Problem to work on →
Give back the data below exactly as it was given.

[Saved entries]
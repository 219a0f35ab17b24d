//! ABI 1.3: the 1.2 protocol plus in-place base data mutation.
//!
//! Free heap blocks left after parsing the data are stashed in the guest's
//! shadow heap. A mutation window restores them, allocates the value and
//! path, patches the data in place, frees the path and stashes again:
//!
//! ```text
//! set_data:  parse data ─ stash
//! update:    restore ─ value ─ path ─ add_path ─ free(path) ─ stash
//! reset:     clear stash ─ heap back to base
//! ```
//!
//! Resetting the heap pointer without restoring first leaks the stashed
//! blocks until the next `reset`.

use crate::abi::{AbiAdapter, AbiRevision, AdapterBase, DataMutation, V12Adapter};
use crate::error::{RuntimeError, RuntimeResult};
use crate::exports::OpaExports;
use crate::guest::Guest;
use crate::memory;

#[derive(Debug, Clone)]
pub struct V13Adapter {
    inner: V12Adapter,
}

impl V13Adapter {
    pub fn new(base: AdapterBase) -> Self {
        Self {
            inner: V12Adapter::new(base),
        }
    }

    /// Run one mutation window. `apply` receives the data pointer and the
    /// parsed path and returns the guest's result code.
    fn mutate<F>(&mut self, guest: &mut dyn Guest, path: &[&str], apply: F) -> RuntimeResult<()>
    where
        F: FnOnce(&mut dyn Guest, i32, i32) -> RuntimeResult<opawasm_types::OpaResult>,
    {
        let data_ptr = self.base().data_ptr();
        if data_ptr == 0 {
            return Err(RuntimeError::Evaluation("no base data to update".into()));
        }

        guest.heap_blocks_restore()?;
        let path_json = serde_json::to_vec(path)?;
        let path_ptr = memory::parse_json(guest, &path_json)?;
        let result = apply(guest, data_ptr, path_ptr)?;
        guest.value_free(path_ptr)?;
        guest.heap_blocks_stash()?;
        let heap = guest.heap_ptr_get()?;
        self.base_mut().set_eval_heap_ptr(heap);

        if !result.is_ok() {
            return Err(RuntimeError::DataMutation(result));
        }
        Ok(())
    }
}

impl AbiAdapter for V13Adapter {
    fn revision(&self) -> AbiRevision {
        AbiRevision::V1_3
    }

    fn base(&self) -> &AdapterBase {
        self.inner.base()
    }

    fn base_mut(&mut self) -> &mut AdapterBase {
        self.inner.base_mut()
    }

    fn eval(&mut self, guest: &mut dyn Guest, input: &[u8], entrypoint: Option<&str>) -> RuntimeResult<String> {
        self.inner.eval(guest, input, entrypoint)
    }

    fn set_data(&mut self, guest: &mut dyn Guest, data: &[u8]) -> RuntimeResult<()> {
        self.base_mut().set_data(guest, data)?;
        guest.heap_blocks_stash()
    }

    fn reset(&mut self, guest: &mut dyn Guest) -> RuntimeResult<()> {
        guest.heap_stash_clear()?;
        self.base_mut().reset(guest)
    }

    fn data_mutation(&mut self) -> Option<&mut dyn DataMutation> {
        Some(self)
    }
}

impl DataMutation for V13Adapter {
    fn update_data_path(&mut self, guest: &mut dyn Guest, value: &[u8], path: &[&str]) -> RuntimeResult<()> {
        serde_json::from_slice::<serde::de::IgnoredAny>(value)?;
        self.mutate(guest, path, |guest, data_ptr, path_ptr| {
            let value_ptr = memory::parse_json(guest, value)?;
            guest.value_add_path(data_ptr, path_ptr, value_ptr)
        })?;
        tracing::debug!(path = ?path, bytes = value.len(), "base data path updated");
        Ok(())
    }

    fn remove_data_path(&mut self, guest: &mut dyn Guest, path: &[&str]) -> RuntimeResult<()> {
        self.mutate(guest, path, |guest, data_ptr, path_ptr| {
            guest.value_remove_path(data_ptr, path_ptr)
        })?;
        tracing::debug!(path = ?path, "base data path removed");
        Ok(())
    }
}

Answer space →
repository 219a0f35ab17b24d
//! ABI 1.3: the 1.2 protocol plus in-place base data mutation.
//!
//! Free heap blocks left after parsing the data are stashed in the guest's
//! shadow heap. A mutation window restores them, allocates the value and
//! path, patches the data in place, frees the path and stashes again:
//!
//! ```text
//! set_data:  parse data ─ stash
//! update:    restore ─ value ─ path ─ add_path ─ free(path) ─ stash
//! reset:     clear stash ─ heap back to base
//! ```
//!
//! Resetting the heap pointer without restoring first leaks the stashed
//! blocks until the next `reset`.

use crate::abi::{AbiAdapter, AbiRevision, AdapterBase, DataMutation, V12Adapter};
use crate::error::{RuntimeError, RuntimeResult};
use crate::exports::OpaExports;
use crate::guest::Guest;
use crate::memory;

#[derive(Debug, Clone)]
pub struct V13Adapter {
    inner: V12Adapter,
}

impl V13Adapter {
    pub fn new(base: AdapterBase) -> Self {
        Self {
            inner: V12Adapter::new(base),
        }
    }

    /// Run one mutation window. `apply` receives the data pointer and the
    /// parsed path and returns the guest's result code.
    fn mutate<F>(&mut self, guest: &mut dyn Guest, path: &[&str], apply: F) -> RuntimeResult<()>
    where
        F: FnOnce(&mut dyn Guest, i32, i32) -> RuntimeResult<opawasm_types::OpaResult>,
    {
        let data_ptr = self.base().data_ptr();
        if data_ptr == 0 {
            return Err(RuntimeError::Evaluation("no base data to update".into()));
        }

        guest.heap_blocks_restore()?;
        let path_json = serde_json::to_vec(path)?;
        let path_ptr = memory::parse_json(guest, &path_json)?;
        let result = apply(guest, data_ptr, path_ptr)?;
        guest.value_free(path_ptr)?;
        guest.heap_blocks_stash()?;
        let heap = guest.heap_ptr_get()?;
        self.base_mut().set_eval_heap_ptr(heap);

        if !result.is_ok() {
            return Err(RuntimeError::DataMutation(result));
        }
        Ok(())
    }
}

impl AbiAdapter for V13Adapter {
    fn revision(&self) -> AbiRevision {
        AbiRevision::V1_3
    }

    fn base(&self) -> &AdapterBase {
        self.inner.base()
    }

    fn base_mut(&mut self) -> &mut AdapterBase {
        self.inner.base_mut()
    }

    fn eval(&mut self, guest: &mut dyn Guest, input: &[u8], entrypoint: Option<&str>) -> RuntimeResult<String> {
        self.inner.eval(guest, input, entrypoint)
    }

    fn set_data(&mut self, guest: &mut dyn Guest, data: &[u8]) -> RuntimeResult<()> {
        self.base_mut().set_data(guest, data)?;
        guest.heap_blocks_stash()
    }

    fn reset(&mut self, guest: &mut dyn Guest) -> RuntimeResult<()> {
        guest.heap_stash_clear()?;
        self.base_mut().reset(guest)
    }

    fn data_mutation(&mut self) -> Option<&mut dyn DataMutation> {
        Some(self)
    }
}

impl DataMutation for V13Adapter {
    fn update_data_path(&mut self, guest: &mut dyn Guest, value: &[u8], path: &[&str]) -> RuntimeResult<()> {
        serde_json::from_slice::<serde::de::IgnoredAny>(value)?;
        self.mutate(guest, path, |guest, data_ptr, path_ptr| {
            let value_ptr = memory::parse_json(guest, value)?;
            guest.value_add_path(data_ptr, path_ptr, value_ptr)
        })?;
        tracing::debug!(path = ?path, bytes = value.len(), "base data path updated");
        Ok(())
    }

    fn remove_data_path(&mut self, guest: &mut dyn Guest, path: &[&str]) -> RuntimeResult<()> {
        self.mutate(guest, path, |guest, data_ptr, path_ptr| {
            guest.value_remove_path(data_ptr, path_ptr)
        })?;
        tracing::debug!(path = ?path, "base data path removed");
        Ok(())
    }
}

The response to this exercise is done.